Hi,
I did some tests on the following function
--- CUT HERE --- int fibo(int n) { if (n < 2) return 1; return (fibo(n-2) + fibo(n-1)); } --- CUT HERE ---
and I discovered that it is faster -O2 than -O3. This is with gcc 4.9.2.
Looking at the disassembly I see it is using FP registers to hold integer values.
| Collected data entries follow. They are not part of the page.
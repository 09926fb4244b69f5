// ABOUTME: Error types for the slide-forge deck engine
// ABOUTME: Separates fatal failures from the states that degrade a deck cosmetically

use std::path::PathBuf;
use thiserror::Error;

#[derive(Error, Debug)]
pub enum DeckError {
    #[error("No slides supplied: a deck needs at least one slide")]
    EmptyInputError,

    #[error("Failed to read file: {0}")]
    FileReadError(#[from] std::io::Error),

    #[error("Failed to fetch remote resource: {0}")]
    FetchError(#[from] reqwest::Error),

    #[error("Image error: {0}")]
    ImageError(String),

    #[error("Outline parse error: {0}")]
    OutlineParseError(String),

    #[error("Text extraction error: {0}")]
    ExtractionError(String),

    #[error("PPTX generation error: {0}")]
    PptxError(String),

    #[error("Render error: {0}")]
    RenderError(String),

    #[error("Failed to assemble slide {slide}: {message}")]
    AssemblyError { slide: usize, message: String },

    #[error("Input validation error: {0}")]
    ValidationError(String),

    #[error("Configuration error: {0}")]
    ConfigError(String),

    #[error("Path not found: {0}")]
    PathNotFoundError(PathBuf),
}

impl From<zip::result::ZipError> for DeckError {
    fn from(err: zip::result::ZipError) -> Self {
        DeckError::PptxError(format!("ZIP operation failed: {}", err))
    }
}

impl From<serde_json::Error> for DeckError {
    fn from(err: serde_json::Error) -> Self {
        DeckError::OutlineParseError(err.to_string())
    }
}

pub type Result<T> = std::result::Result<T, DeckError>;
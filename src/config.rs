// ABOUTME: Configuration module for slide-forge
// ABOUTME: Provides defaults, environment overrides and the derived component settings

use crate::deck::DeckAssembler;
use crate::errors::{DeckError, Result};
use crate::images::{ImageResolver, ImageResolverConfig, PROMPT_PLACEHOLDER};
use std::env;
use url::Url;

pub const DEFAULT_IMAGE_ENDPOINT: &str =
    "https://image.pollinations.ai/prompt/{prompt}?width=1024&height=768&nologo=true";

/// Global configuration for the application
#[derive(Debug, Clone)]
pub struct Config {
    pub image_endpoint: String,
    pub image_timeout_ms: u64,
    pub image_retries: u32,
    pub image_retry_delay_ms: u64,
    pub deck_title: String,
    /// Source text beyond this many characters is not sent for outlining.
    pub max_source_chars: usize,
    pub max_slides: usize,
}

impl Default for Config {
    fn default() -> Self {
        Self {
            image_endpoint: DEFAULT_IMAGE_ENDPOINT.to_string(),
            image_timeout_ms: 20000, // 20 seconds
            image_retries: 0,
            image_retry_delay_ms: 1500,
            deck_title: "Presentation".to_string(),
            max_source_chars: 12000,
            max_slides: 30,
        }
    }
}

fn env_parsed<T: std::str::FromStr>(name: &str) -> Option<T> {
    env::var(name).ok().and_then(|s| s.trim().parse::<T>().ok())
}

impl Config {
    /// Create a new configuration instance
    pub fn new() -> Self {
        Self::default()
    }

    /// Load configuration from environment variables
    pub fn from_env() -> Self {
        let defaults = Self::default();
        Self {
            image_endpoint: env::var("SLIDE_FORGE_IMAGE_ENDPOINT")
                .ok()
                .filter(|s| !s.trim().is_empty())
                .unwrap_or(defaults.image_endpoint),
            image_timeout_ms: env_parsed("SLIDE_FORGE_IMAGE_TIMEOUT_MS")
                .unwrap_or(defaults.image_timeout_ms),
            image_retries: env_parsed("SLIDE_FORGE_IMAGE_RETRIES").unwrap_or(defaults.image_retries),
            image_retry_delay_ms: env_parsed("SLIDE_FORGE_IMAGE_RETRY_DELAY_MS")
                .unwrap_or(defaults.image_retry_delay_ms),
            deck_title: env::var("SLIDE_FORGE_DECK_TITLE").unwrap_or(defaults.deck_title),
            max_source_chars: env_parsed("SLIDE_FORGE_MAX_SOURCE_CHARS")
                .unwrap_or(defaults.max_source_chars),
            max_slides: env_parsed("SLIDE_FORGE_MAX_SLIDES").unwrap_or(defaults.max_slides),
        }
    }

    /// Check the settings that cannot be corrected silently.
    pub fn validate(&self) -> Result<()> {
        if !self.image_endpoint.contains(PROMPT_PLACEHOLDER) {
            return Err(DeckError::ConfigError(format!(
                "Image endpoint must contain {}: {}",
                PROMPT_PLACEHOLDER, self.image_endpoint
            )));
        }
        let probe = self.image_endpoint.replace(PROMPT_PLACEHOLDER, "probe");
        let url = Url::parse(&probe).map_err(|e| {
            DeckError::ConfigError(format!(
                "Invalid image endpoint {}: {}",
                self.image_endpoint, e
            ))
        })?;
        if !matches!(url.scheme(), "http" | "https") {
            return Err(DeckError::ConfigError(format!(
                "Image endpoint must use http or https: {}",
                self.image_endpoint
            )));
        }
        if self.image_timeout_ms == 0 {
            return Err(DeckError::ConfigError(
                "Image timeout must be greater than zero".to_string(),
            ));
        }
        if self.max_slides == 0 {
            return Err(DeckError::ConfigError(
                "Maximum slide count must be greater than zero".to_string(),
            ));
        }
        Ok(())
    }

    /// Get the image resolver settings from this config
    pub fn image_resolver_config(&self) -> ImageResolverConfig {
        ImageResolverConfig {
            endpoint: self.image_endpoint.clone(),
            timeout_ms: self.image_timeout_ms,
            retries: self.image_retries,
            retry_delay_ms: self.image_retry_delay_ms,
        }
    }

    pub fn image_resolver(&self) -> Result<ImageResolver> {
        ImageResolver::new(self.image_resolver_config())
    }

    /// Get a deck assembler with defaults from this config
    pub fn assembler(&self) -> Result<DeckAssembler> {
        Ok(DeckAssembler::new(self.image_resolver()?, &self.deck_title))
    }
}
The following is a small extract.
.L3: fmov w0, s8 sub w25, w25, #1 cmn w25, #1 add w0, w0, w27 fmov s8, w0 bne .L19 add w0, w0, 1 b .L2
Recompiling with -mgeneral-regs-only generates a huge improvement.
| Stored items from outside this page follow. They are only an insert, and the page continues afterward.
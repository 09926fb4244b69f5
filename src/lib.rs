// ABOUTME: Library module for the slide-forge program.
// ABOUTME: Turns slide records and a design theme into a PowerPoint deck.

// Reexport modules
pub mod color;
pub mod config;
pub mod deck;
pub mod errors;
pub mod images;
pub mod layout;
pub mod model;
pub mod outline;
pub mod pipeline;
pub mod pptx;
pub mod render;
pub mod template;
pub mod utils;

// Reexport common types and functions
pub use color::{adjust, Background, ContrastColors, Rgb};
pub use config::Config;
pub use deck::{generate_deck, DeckAssembler};
pub use errors::{DeckError, Result};
pub use images::{ImageResolution, ImageResolver, ImageResolverConfig, ResolvedImage};
pub use layout::{plan, LayoutKind, LayoutPlan};
pub use model::{AspectRatio, DesignConfig, LayoutColors, LayoutHint, RenderedDeck, SlideRecord};
pub use outline::{build_outline_prompt, parse_outline};
pub use pipeline::{ConversionSource, Converter, OutlineGenerator, SourceKind, TextExtractor};
pub use pptx::{deck_file_name, DeckHandle, PPTX_CONTENT_TYPE};
pub use render::render_slide;

#[cfg(test)]
mod tests;
// ABOUTME: Main entry point for the slide-forge program.
// ABOUTME: Provides CLI interface and executes commands from the library.

use anyhow::Context;
use clap::{Args, Parser, Subcommand};
use std::fs;
use std::path::PathBuf;

#[derive(Parser)]
#[command(author, version, about, long_about = None)]
struct Cli {
    #[command(subcommand)]
    command: Option<Commands>,
}

#[derive(Subcommand)]
enum Commands {
    /// Render a PPTX deck from a JSON array of slides
    Render(RenderArgs),

    /// Normalize a raw AI outline response into a JSON array of slides
    Outline(OutlineArgs),
}

#[derive(Args)]
struct RenderArgs {
    /// Path to the slides JSON file
    #[arg(short, long)]
    input: PathBuf,

    /// Path to output PPTX file
    #[arg(short, long)]
    output: PathBuf,

    /// Path to a design JSON file
    #[arg(short, long)]
    design: Option<PathBuf>,

    /// Presentation title stored in the document properties
    #[arg(long)]
    title: Option<String>,

    /// Skip image resolution even if the design enables it
    #[arg(long)]
    no_images: bool,
}

#[derive(Args)]
struct OutlineArgs {
    /// Path to the raw outline response
    #[arg(short, long)]
    input: PathBuf,

    /// Path to output slides JSON file
    #[arg(short, long)]
    output: PathBuf,
}

fn run_render(args: &RenderArgs) -> anyhow::Result<()> {
    let slides = slide_forge::utils::load_slides(&args.input)?;
    let mut design = match &args.design {
        Some(path) => slide_forge::utils::load_design(path)?,
        None => slide_forge::DesignConfig::default(),
    };
    if args.no_images {
        design.include_images = false;
    }

    let mut config = slide_forge::Config::from_env();
    if let Some(title) = &args.title {
        config.deck_title = title.clone();
    }
    config.validate()?;

    let assembler = config.assembler()?;
    let deck = assembler
        .assemble(&slides, &design)
        .context("Failed to generate deck")?;
    slide_forge::utils::write_deck_to_file(&deck.bytes, &args.output)?;

    println!(
        "PPTX generated successfully: {:?} ({} slides, {})",
        args.output,
        deck.slide_count,
        deck.aspect_ratio.label()
    );
    Ok(())
}

fn run_outline(args: &OutlineArgs) -> anyhow::Result<()> {
    slide_forge::utils::validate_file_exists(&args.input)?;
    let raw = fs::read_to_string(&args.input)
        .with_context(|| format!("Failed to read {:?}", args.input))?;
    let slides = slide_forge::parse_outline(&raw)?;
    let json = serde_json::to_string_pretty(&slides)?;
    slide_forge::utils::ensure_parent_directory_exists(&args.output)?;
    fs::write(&args.output, json)
        .with_context(|| format!("Failed to write output file {:?}", args.output))?;

    println!("Outline normalized: {} slides -> {:?}", slides.len(), args.output);
    Ok(())
}

fn main() {
    env_logger::init();
    let cli = Cli::parse();

    let result = match &cli.command {
        Some(Commands::Render(args)) => run_render(args),
        Some(Commands::Outline(args)) => run_outline(args),
        None => {
            println!("No command specified. Use --help for usage information.");
            Ok(())
        }
    };

    if let Err(e) = result {
        eprintln!("Error: {:#}", e);
        std::process::exit(1);
    }
}
// ABOUTME: Static OOXML parts shared by every slide-forge deck
// ABOUTME: A blank slide master, one blank layout and a plain Office theme

pub const NS_A: &str = "http://schemas.openxmlformats.org/drawingml/2006/main";
pub const NS_R: &str = "http://schemas.openxmlformats.org/officeDocument/2006/relationships";
pub const NS_P: &str = "http://schemas.openxmlformats.org/presentationml/2006/main";

pub const REL_SLIDE_MASTER: &str =
    "http://schemas.openxmlformats.org/officeDocument/2006/relationships/slideMaster";
pub const REL_SLIDE_LAYOUT: &str =
    "http://schemas.openxmlformats.org/officeDocument/2006/relationships/slideLayout";
pub const REL_SLIDE: &str =
    "http://schemas.openxmlformats.org/officeDocument/2006/relationships/slide";
pub const REL_THEME: &str =
    "http://schemas.openxmlformats.org/officeDocument/2006/relationships/theme";
pub const REL_IMAGE: &str =
    "http://schemas.openxmlformats.org/officeDocument/2006/relationships/image";

pub const ROOT_RELS_XML: &str = r#"<?xml version="1.0" encoding="UTF-8" standalone="yes"?>
<Relationships xmlns="http://schemas.openxmlformats.org/package/2006/relationships">
    <Relationship Id="rId1" Type="http://schemas.openxmlformats.org/officeDocument/2006/relationships/officeDocument" Target="ppt/presentation.xml"/>
    <Relationship Id="rId2" Type="http://schemas.openxmlformats.org/package/2006/relationships/metadata/core-properties" Target="docProps/core.xml"/>
    <Relationship Id="rId3" Type="http://schemas.openxmlformats.org/officeDocument/2006/relationships/extended-properties" Target="docProps/app.xml"/>
</Relationships>"#;

pub const SLIDE_MASTER_XML: &str = r#"<?xml version="1.0" encoding="UTF-8" standalone="yes"?>
<p:sldMaster xmlns:a="http://schemas.openxmlformats.org/drawingml/2006/main" xmlns:r="http://schemas.openxmlformats.org/officeDocument/2006/relationships" xmlns:p="http://schemas.openxmlformats.org/presentationml/2006/main">
    <p:cSld>
        <p:bg>
            <p:bgRef idx="1001">
                <a:schemeClr val="bg1"/>
            </p:bgRef>
        </p:bg>
        <p:spTree>
            <p:nvGrpSpPr>
                <p:cNvPr id="1" name=""/>
                <p:cNvGrpSpPr/>
                <p:nvPr/>
            </p:nvGrpSpPr>
            <p:grpSpPr>
                <a:xfrm>
                    <a:off x="0" y="0"/>
                    <a:ext cx="0" cy="0"/>
                    <a:chOff x="0" y="0"/>
                    <a:chExt cx="0" cy="0"/>
                </a:xfrm>
            </p:grpSpPr>
        </p:spTree>
    </p:cSld>
    <p:clrMap bg1="lt1" tx1="dk1" bg2="lt2" tx2="dk2" accent1="accent1" accent2="accent2" accent3="accent3" accent4="accent4" accent5="accent5" accent6="accent6" hlink="hlink" folHlink="folHlink"/>
    <p:sldLayoutIdLst>
        <p:sldLayoutId id="2147483649" r:id="rId1"/>
    </p:sldLayoutIdLst>
</p:sldMaster>"#;

pub const SLIDE_MASTER_RELS_XML: &str = r#"<?xml version="1.0" encoding="UTF-8" standalone="yes"?>
<Relationships xmlns="http://schemas.openxmlformats.org/package/2006/relationships">
    <Relationship Id="rId1" Type="http://schemas.openxmlformats.org/officeDocument/2006/relationships/slideLayout" Target="../slideLayouts/slideLayout1.xml"/>
    <Relationship Id="rId2" Type="http://schemas.openxmlformats.org/officeDocument/2006/relationships/theme" Target="../theme/theme1.xml"/>
</Relationships>"#;

pub const SLIDE_LAYOUT_XML: &str = r#"<?xml version="1.0" encoding="UTF-8" standalone="yes"?>
<p:sldLayout xmlns:a="http://schemas.openxmlformats.org/drawingml/2006/main" xmlns:r="http://schemas.openxmlformats.org/officeDocument/2006/relationships" xmlns:p="http://schemas.openxmlformats.org/presentationml/2006/main" type="blank" preserve="1">
    <p:cSld name="Blank">
        <p:spTree>
            <p:nvGrpSpPr>
                <p:cNvPr id="1" name=""/>
                <p:cNvGrpSpPr/>
                <p:nvPr/>
            </p:nvGrpSpPr>
            <p:grpSpPr>
                <a:xfrm>
                    <a:off x="0" y="0"/>
                    <a:ext cx="0" cy="0"/>
                    <a:chOff x="0" y="0"/>
                    <a:chExt cx="0" cy="0"/>
                </a:xfrm>
            </p:grpSpPr>
        </p:spTree>
    </p:cSld>
    <p:clrMapOvr>
        <a:masterClrMapping/>
    </p:clrMapOvr>
</p:sldLayout>"#;

pub const SLIDE_LAYOUT_RELS_XML: &str = r#"<?xml version="1.0" encoding="UTF-8" standalone="yes"?>
<Relationships xmlns="http://schemas.openxmlformats.org/package/2006/relationships">
    <Relationship Id="rId1" Type="http://schemas.openxmlformats.org/officeDocument/2006/relationships/slideMaster" Target="../slideMasters/slideMaster1.xml"/>
</Relationships>"#;

pub const THEME_XML: &str = r#"<?xml version="1.0" encoding="UTF-8" standalone="yes"?>
<a:theme xmlns:a="http://schemas.openxmlformats.org/drawingml/2006/main" name="Office Theme">
    <a:themeElements>
        <a:clrScheme name="Office">
            <a:dk1><a:sysClr val="windowText" lastClr="000000"/></a:dk1>
            <a:lt1><a:sysClr val="window" lastClr="FFFFFF"/></a:lt1>
            <a:dk2><a:srgbClr val="44546A"/></a:dk2>
            <a:lt2><a:srgbClr val="E7E6E6"/></a:lt2>
            <a:accent1><a:srgbClr val="4472C4"/></a:accent1>
            <a:accent2><a:srgbClr val="ED7D31"/></a:accent2>
            <a:accent3><a:srgbClr val="A5A5A5"/></a:accent3>
            <a:accent4><a:srgbClr val="FFC000"/></a:accent4>
            <a:accent5><a:srgbClr val="5B9BD5"/></a:accent5>
            <a:accent6><a:srgbClr val="70AD47"/></a:accent6>
            <a:hlink><a:srgbClr val="0563C1"/></a:hlink>
            <a:folHlink><a:srgbClr val="954F72"/></a:folHlink>
        </a:clrScheme>
        <a:fontScheme name="Office">
            <a:majorFont><a:latin typeface="Arial"/><a:ea typeface=""/><a:cs typeface=""/></a:majorFont>
            <a:minorFont><a:latin typeface="Arial"/><a:ea typeface=""/><a:cs typeface=""/></a:minorFont>
        </a:fontScheme>
        <a:fmtScheme name="Office">
            <a:fillStyleLst>
                <a:solidFill><a:schemeClr val="phClr"/></a:solidFill>
                <a:solidFill><a:schemeClr val="phClr"/></a:solidFill>
                <a:solidFill><a:schemeClr val="phClr"/></a:solidFill>
            </a:fillStyleLst>
            <a:lnStyleLst>
                <a:ln w="6350"><a:solidFill><a:schemeClr val="phClr"/></a:solidFill></a:ln>
                <a:ln w="12700"><a:solidFill><a:schemeClr val="phClr"/></a:solidFill></a:ln>
                <a:ln w="19050"><a:solidFill><a:schemeClr val="phClr"/></a:solidFill></a:ln>
            </a:lnStyleLst>
            <a:effectStyleLst>
                <a:effectStyle><a:effectLst/></a:effectStyle>
                <a:effectStyle><a:effectLst/></a:effectStyle>
                <a:effectStyle><a:effectLst/></a:effectStyle>
            </a:effectStyleLst>
            <a:bgFillStyleLst>
                <a:solidFill><a:schemeClr val="phClr"/></a:solidFill>
                <a:solidFill><a:schemeClr val="phClr"/></a:solidFill>
                <a:solidFill><a:schemeClr val="phClr"/></a:solidFill>
            </a:bgFillStyleLst>
        </a:fmtScheme>
    </a:themeElements>
</a:theme>"#;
The following are the times I get on various partner HW. I have normalised the -O2 times to 1 second so that I do not disclose actual partner performance data:
Partner 1: -O2 = 1sec, -O3 = 1.13sec, -O3 -mgeneral-regs-only = 0.72sec Partner 2: -O2 = 1sec, -O3 = 0.68sec, -O3 -mgeneral-regs-only = 0.60sec Partner 3: -O2 = 1sec, -O3 = 0.73sec, -O3 -mgeneral-regs-only = 0.68sec Partner 4: -O2 = 1sec, -O3 = 0.83sec, -O3 -mgeneral-regs-only = 0.84sec
So, in general, -O3 does actually do better than -O2, but in all cases performance is better if I stop it using FP registers for int values.
I have put a tarball of the test program along with 3 binaries and 3 disassemblies here:-
http://people.linaro.org/~edward.nevill/fibo.tar
All the best, Ed.
On Thu, Apr 2, 2015 at 3:19 AM, Edward Nevill edward.nevill@linaro.org wrote:
Looking at the disassembly I see it is using FP registers to hold integer values. The following is a small extract.
-O3 turns on -finline-functions, which causes a lot of code expansion. That, combined with the fact that we end up with a call in the middle of a loop, and most values have lifetimes that cross the call, means that it runs out of registers, and needs to spill. The compiler is then choosing to use FP registers for spills instead of storing/loading to/from the stack. I'm not seeing the same behaviour from the FSF GCC mainline, nor from the linaro-4.9 branch. These are both spilling to stack instead of FP registers.